Tony Mastroianni Review Collection
"Nutty Prof" Flunks -- Too Much Lewis
Cleveland Press June 21, 1963
Jerry Lewis is, without a doubt, a gifted clown. But he needs a good director and a good writer.
Jerry Lewis, director, Jerry Lewis, co-author of the screenplay, and Jerry Lewis author of the original story aren't doing Jerry Lewis, comic, any good.
"The Nutty Professor" is a waste of talent, a waste of superb color photography and a waste of time.
Jerry plays a dual role in a Jeckyl and Hyde story. He is Professor Kelp, a buck-toothed, nearsighted, accident-prone genius who is so meek and weak that he is bullied by a football player in his class.

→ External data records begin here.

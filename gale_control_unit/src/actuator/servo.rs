//! Servo actuator loop.
//!
//! Idle → Moving → Idle: when the clamped target differs from the
//! last applied angle the loop applies it, blocks for the settle time,
//! then publishes `servo_angle_actual`. When unchanged it idles. On
//! shutdown the servo returns to the 0° neutral, settles, and the
//! drive signal is released.

use crate::store::StateStore;
use gale_common::config::ServoConfig;
use gale_common::driver::{DriverError, ServoDriver};
use std::sync::Arc;
use std::thread;
use tracing::{debug, error, info, warn};

/// What one servo cycle did.
#[derive(Debug, Clone, Copy, PartialEq, Eq)]
pub enum ServoAction {
    /// Target matches the last applied angle.
    Idle,
    /// Applied a new angle and settled.
    Moved {
        /// Angle before the move [deg].
        from: i32,
        /// Angle applied [deg].
        to: i32,
    },
}

/// Periodic servo command loop.
#[derive(Debug)]
pub struct ServoLoop<D: ServoDriver> {
    store: Arc<StateStore>,
    driver: D,
    config: ServoConfig,
    /// Last angle actually applied; the loop idles while the clamped
    /// target equals this.
    last_applied: i32,
}

impl<D: ServoDriver> ServoLoop<D> {
    /// Create the loop around a driver. Initial state is Idle at 0°.
    pub fn new(store: Arc<StateStore>, driver: D, config: &ServoConfig) -> Self {
        Self {
            store,
            driver,
            config: config.clone(),
            last_applied: 0,
        }
    }

    /// Drive to the 0° neutral and settle.
    ///
    /// A failure here is fatal for the whole core: the caller signals
    /// `stop_requested` rather than running with a half-alive actuator.
    pub fn initialize(&mut self) -> Result<(), DriverError> {
        self.driver.set_angle(0)?;
        thread::sleep(self.config.settle());
        self.last_applied = 0;
        // Only `servo_angle_actual` belongs to this loop; a target
        // commanded before init finishes must survive it.
        self.store.update(|s| s.servo_angle_actual = 0);
        Ok(())
    }

    /// One servo cycle: clamp, apply if changed, settle, publish.
    pub fn cycle(&mut self) -> ServoAction {
        let snap = self.store.snapshot();
        let target = self.config.clamp_angle(snap.target_servo_angle);

        if target == self.last_applied {
            return ServoAction::Idle;
        }

        if let Err(e) = self.driver.set_angle(target) {
            warn!("servo write failed, skipping cycle: {e}");
            return ServoAction::Idle;
        }

        // Block for the settle time before accepting a further change.
        thread::sleep(self.config.settle());

        let from = self.last_applied;
        self.last_applied = target;
        let config = &self.config;
        self.store.update(|s| {
            s.servo_angle_actual = target;
            // Re-clamp whatever the target is *now*, not the pre-settle
            // snapshot: a command accepted during the settle must not be
            // overwritten here.
            s.target_servo_angle = config.clamp_angle(s.target_servo_angle);
        });
        debug!("servo {from}° → {target}°");

        ServoAction::Moved { from, to: target }
    }

    /// Run until `stop_requested`, then return to neutral and detach.
    pub fn run(&mut self) {
        info!(
            "servo loop started (period {:?}, range [{}, {}])",
            self.config.period(),
            self.config.min_angle,
            self.config.max_angle
        );

        if let Err(e) = self.initialize() {
            error!("servo init failed: {e}; requesting core shutdown");
            self.store.request_stop();
        } else {
            while !self.store.stop_requested() {
                self.cycle();
                thread::sleep(self.config.period());
            }
        }

        self.release();
    }

    /// Guaranteed return-to-neutral and drive release.
    fn release(&mut self) {
        if let Err(e) = self.driver.set_angle(0) {
            warn!("servo neutral return failed: {e}");
        } else {
            thread::sleep(self.config.settle());
        }
        if let Err(e) = self.driver.detach() {
            warn!("servo detach failed: {e}");
        }
        self.last_applied = 0;
        self.store.update(|s| s.servo_angle_actual = 0);
        info!("servo loop stopped (neutral, detached)");
    }
}

// ─── Tests ──────────────────────────────────────────────────────────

A body building course does him no good -- except to provide some slapstick gym sequences. He turns to his test tubes and comes up with a formula that changes his personality and appearance.
The result is Buddy Love, a cool cat over whom girls swoon. He becomes the leader of the pack in a role that seems to be a combination of Dean Martin, Frank Sinatra and Elvis Presley.

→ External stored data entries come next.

//! Dual-classifier fusion decision engine.
//!
//! Reconciles the primary sign classifier and the secondary finger
//! counter into one motor command plus a confidence tier, and derives
//! directional jog requests for the servo. The decision rule is
//! deterministic and source-prioritized: the primary classifier wins
//! every disagreement.
//!
//! Also provides the voltage threshold table used when a potentiometer
//! substitutes for the gesture path.

use gale_common::observation::{JogDirection, Observation};
use gale_common::state::FusionTier;

/// Canonical finger-count → speed-fraction lookup table.
pub const SPEED_TABLE: [f64; 4] = [0.0, 0.3, 0.6, 1.0];

/// Speed fraction for a canonical finger count.
///
/// Counts above 3 never reach the table through fusion (they are
/// jog-reserved), but an out-of-range count still clamps to full
/// speed rather than indexing out of bounds.
#[inline]
pub fn speed_for_count(count: u8) -> f64 {
    SPEED_TABLE[count.min(3) as usize]
}

/// Potentiometer threshold table: `<1.0V → 0%`, `1.0–1.6V → 30%`,
/// `1.6–2.0V → 60%`, `>2.0V → 100%`. Boundaries are inclusive on
/// the lower band as listed.
#[inline]
pub fn speed_from_voltage(volts: f64) -> f64 {
    if volts < 1.0 {
        0.0
    } else if volts <= 1.6 {
        0.3
    } else if volts <= 2.0 {
        0.6
    } else {
        1.0
    }
}

/// Outcome of one fusion cycle. Transient — its effect is written
/// into the store and the value itself is dropped.
#[derive(Debug, Clone, Copy, PartialEq)]
pub struct FusionResult {
    /// Confidence tier of the motor-speed decision.
    pub tier: FusionTier,
    /// Fused motor command, or `None` to hold the previous target.
    pub speed: Option<f64>,
    /// Canonical finger count behind the decision, for telemetry.
    pub finger_count: Option<u8>,
    /// Directional servo jog request, independent of the motor tier.
    pub jog: Option<JogDirection>,
}

impl FusionResult {
    /// The no-decision result: hold the previous target.
    pub const HOLD: Self = Self {
        tier: FusionTier::None,
        speed: None,
        finger_count: None,
        jog: None,
    };
}

/// Fuse one detection cycle's observations into a motor decision and
/// a jog request.
///
/// Decision order:
/// 1. Presence interlock active → speed 0.0, tier `None`.
/// 2. Both motor-relevant and counts equal → `Confirmed`.
/// 3. Both motor-relevant, counts differ → `PrimaryOnly` (primary wins).
/// 4. Primary only → `PrimaryOnly`.
/// 5. Secondary only → `SecondaryOnly`.
/// 6. Neither → hold the previous target (`speed: None`).
///
/// Jog derivation runs every cycle regardless of the motor tier: the
/// primary's jog signs win, the secondary's jog-reserved counts (4, 5)
/// are the fallback. A single cycle never yields both directions
/// because each observation carries at most one.
pub fn fuse(primary: Observation, secondary: Observation, presence: bool) -> FusionResult {
    let jog = primary.jog().or_else(|| secondary.jog());

    if presence {
        return FusionResult {
            tier: FusionTier::None,
            speed: Some(0.0),
            finger_count: None,
            jog,
        };
    }

    let (tier, count) = match (primary.motor_count(), secondary.motor_count()) {
        (Some(p), Some(s)) if p == s => (FusionTier::Confirmed, Some(p)),
        (Some(p), Some(_)) => (FusionTier::PrimaryOnly, Some(p)),
        (Some(p), None) => (FusionTier::PrimaryOnly, Some(p)),
        (None, Some(s)) => (FusionTier::SecondaryOnly, Some(s)),
        (None, None) => (FusionTier::None, None),
    };

    FusionResult {
        tier,
        speed: count.map(speed_for_count),
        finger_count: count,
        jog,
    }
}

// ─── Tests ──────────────────────────────────────────────────────────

The trouble is that the stuff wears off and the deep voiced hep character turns back into square professor who speaks in a quavering upper register.

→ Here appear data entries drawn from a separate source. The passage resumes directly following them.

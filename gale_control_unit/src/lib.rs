//! # GALE Control Unit Library
//!
//! Concurrent actuation-and-fusion core for a gesture-controlled fan.
//! Two independent classifiers (a discrete sign detector and a landmark
//! finger counter) are reconciled into one motor command with a
//! confidence tier; a presence interlock preempts everything; and two
//! actuator polling loops (motor speed, servo angle) apply the fused
//! targets with debouncing, clamping, and guaranteed safe shutdown.
//!
//! ## Components
//!
//! 1. [`store::StateStore`] — single-lock shared system snapshot
//! 2. [`safety::SafetyInterlock`] — presence override, runs before fusion
//! 3. [`fusion`] — dual-classifier decision engine + voltage fallback
//! 4. [`jog::JogDebouncer`] — rate-limited discrete servo increments
//! 5. [`actuator::motor::MotorLoop`] — periodic motor command loop
//! 6. [`actuator::servo::ServoLoop`] — periodic servo command loop
//! 7. [`orchestrator::Orchestrator`] — loop lifecycle + shutdown handshake
//!
//! The loops share memory only through the `StateStore`; the lock is
//! held only for a field copy or mutation, never across a hardware
//! write.

pub mod actuator;
pub mod detection;
pub mod error;
pub mod fusion;
pub mod jog;
pub mod orchestrator;
pub mod safety;
pub mod sim;
pub mod store;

In both roles he romances Stella Stevens, a coed in his class. Miss Stevens is a voluptuous blond who registers a good deal more than blank expressions on her expressive face.
The makeup department has let her down though by using purple eye shadow and a lot of other gook on her face. It's disconcerting. Miss Stevens is engagingly disconcerting in such a pleasant way already.
The film wanders, bogs down in lengthy dull spots. Jerry Lewis has tried to inject some folksy philosophy as he turns back into the professor right in front of admirers. It's something about the virtue of being yourself.
Jerry Lewis should take the philosophy to heart.